Tracy Park eBook

This eBook from the Gutenberg Project consists of approximately 686 pages of information about Tracy Park.

Tracy Park eBook

This eBook from the Gutenberg Project consists of approximately 686 pages of information about Tracy Park.

‘I shall kiss her now, anyhow.’

But Jerry hid her face, and could not be induced to look up until he had moved away from her.

‘Catty as well as pretty,’ Tom said.  ’I wonder who she is anyway, and how she will like the poor-house?’

‘Who said she was going to the poor-house?’ Harold exclaimed indignantly.

‘Mother said so,’ Tom replied.  ’I heard her talking to the cook.  Where would she go if she did not go to the poor-house?  Who would take care of her?’

‘I!’ Harold answered, and to Miss Howard he seemed to grow older a dozen years, as he stood there with his arms folded and the light of a brave manhood in his brown eyes.  ’I shall take care of her.  She will live with grandmother and me.  I found her, and she is mine.’

’’Ess, ’ess, ‘ess,’ came from Jerry, as she swung one little foot back and forth and looked confidingly at her champion.

You take care of her!’ Tom sneered, with that supercilious air he always assumed toward those he considered his inferiors.  Why, you and your grandmother can’t take care of yourselves, or you couldn’t if it wasn’t for Uncle Arthur.  Mother says so.  You wouldn’t have any house to live in if he hadn’t given it to you,’

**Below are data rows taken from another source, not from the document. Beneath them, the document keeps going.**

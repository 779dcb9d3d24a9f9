
// the collection of utility functions for bracket parsing and proceeding
// all positions are byte offsets into the input

/// true when every '(' has a matching ')' and no ')' closes an unopened bracket
pub fn brackets_balanced(s: &str) -> bool {
    let mut depth: i64 = 0;
    for c in s.chars() {
        match c {
            '(' => depth += 1,
            ')' => {
                depth -= 1;
                if depth < 0 {
                    return false;
                }
            }
            _ => {}
        }
    }
    depth == 0
}

// code finds the position of the bracket closing the one opened at `bracket_start`
pub fn find_pair_to_this_bracket(input: &str, bracket_start: usize) -> Option<usize> {
    let mut stack = 0;
    for (i, c) in input[bracket_start..].char_indices() {
        match c {
            '(' => stack += 1,
            ')' => {
                stack -= 1;
                if stack == 0 {
                    return Some(bracket_start + i);
                }
            }
            _ => {}
        }
    }
    None
}

/// Rightmost operator from `operators` that sits outside brackets and is used as a
/// binary operator. A '+' or '-' directly after another operator, an opening bracket,
/// a comma or the start of the input is a sign, not an operator.
pub fn find_rightmost_binary_operator(input: &str, operators: &[char]) -> Option<(usize, char)> {
    let mut bracket_depth = 0;
    let mut last_op = None;
    let mut prev_significant: Option<char> = None;

    for (i, c) in input.char_indices() {
        match c {
            '(' => bracket_depth += 1,
            ')' => bracket_depth -= 1,
            _ if bracket_depth == 0 && operators.contains(&c) => {
                let is_sign = matches!(
                    prev_significant,
                    None | Some('+' | '-' | '*' | '/' | '^' | '(' | ',')
                );
                if !is_sign {
                    last_op = Some((i, c));
                }
            }
            _ => {}
        }
        if !c.is_whitespace() {
            prev_significant = Some(c);
        }
    }
    last_op
}

#[derive(Clone, Copy, PartialEq)]
enum Operand {
    Number,
    Identifier,
    Group,
}

/// Start of the rightmost operand that directly follows another operand outside brackets,
/// i.e. an implicit product: `2(x)`, `(a)(b)`, `(a)sin(x)`, `(a)2`, `2x`, `pi r`.
/// An identifier directly followed by '(' is a function call, not a product.
pub fn find_rightmost_implicit_product(input: &str) -> Option<usize> {
    let mut depth = 0;
    let mut last = None;
    // operand that ended just before the current position, and whether whitespace followed it
    let mut prev: Option<Operand> = None;
    let mut gap = false;

    for (i, c) in input.char_indices() {
        if depth > 0 {
            match c {
                '(' => depth += 1,
                ')' => {
                    depth -= 1;
                    if depth == 0 {
                        prev = Some(Operand::Group);
                        gap = false;
                    }
                }
                _ => {}
            }
            continue;
        }
        let current = match c {
            '(' => {
                depth += 1;
                Operand::Group
            }
            _ if c.is_whitespace() => {
                gap = prev.is_some();
                continue;
            }
            _ if c.is_alphabetic() || c == '_' => Operand::Identifier,
            _ if c.is_ascii_digit() || c == '.' => Operand::Number,
            _ => {
                prev = None;
                gap = false;
                continue;
            }
        };
        let continues = match (prev, current) {
            (None, _) => true,
            (Some(Operand::Identifier), Operand::Group) => true,
            (Some(Operand::Identifier), Operand::Number) => !gap,
            (Some(before), now) if before == now && now != Operand::Group => !gap,
            _ => false,
        };
        if !continues {
            last = Some(i);
        }
        // digits inside an identifier keep it an identifier
        prev = match (continues, prev) {
            (true, Some(Operand::Identifier)) if current == Operand::Number => prev,
            _ => Some(current),
        };
        gap = false;
    }
    last
}

// find position of the first given char that is outside brackets
pub fn find_char_positions_outside_brackets(s: &str, target: char) -> Option<usize> {
    let mut depth = 0;
    for (i, ch) in s.char_indices() {
        match ch {
            '(' => depth += 1,
            ')' => depth -= 1,
            _ if ch == target && depth == 0 => return Some(i),
            _ => {}
        }
    }
    None
}

/// identifier: a letter followed by letters, digits or underscores
pub fn is_identifier(s: &str) -> bool {
    let mut chars = s.chars();
    match chars.next() {
        Some(first) if first.is_alphabetic() => chars.all(|c| c.is_alphanumeric() || c == '_'),
        _ => false,
    }
}
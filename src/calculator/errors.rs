use crate::symbolic::errors::{EvalError, ParseError};
use thiserror::Error;

/// Failure of one calculator request. Always recovered inside the request and shown
/// to the caller as `"Error: <message>"`.
#[derive(Error, Debug, Clone, PartialEq)]
pub enum CalcError {
    /// the canonical expression could not be parsed
    #[error("{0}")]
    Parse(#[from] ParseError),
    /// parsed, but a required value is undefined or not finite
    #[error("{0}")]
    Evaluation(String),
    /// outside of what the calculator can do
    #[error("{0}")]
    Unsupported(String),
}

impl From<EvalError> for CalcError {
    fn from(err: EvalError) -> Self {
        CalcError::Evaluation(err.to_string())
    }
}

Harold’s arms were unfolded now and the doubled fists were in his pockets clenching themselves tighter and tighter as he advanced to Tom, who, remembering his black eye, began to back towards the nurse for safety.

‘It’s a lie, Tom Tracy,’ Harold said.  ’Mr. Arthur does not take care of us.  We do it ourselves, and have for ever so long.  He did give us the house, but it ain’t for you to twit me of that.  Whose house is this, I’d like to know?  It isn’t yours, nor your father’s, and there isn’t a thing in it yours.  It is all Mr. Arthur’s.’

’Wall, we are to be his hares—­Jack, and Maude, and me.  Mother says so,’ Tom stammered out, while Jerry, who had been looking intently, first at one boy, and then at the other, called out in her own language: 

‘Nein, nein, nein,’ and struck her hand toward Tom.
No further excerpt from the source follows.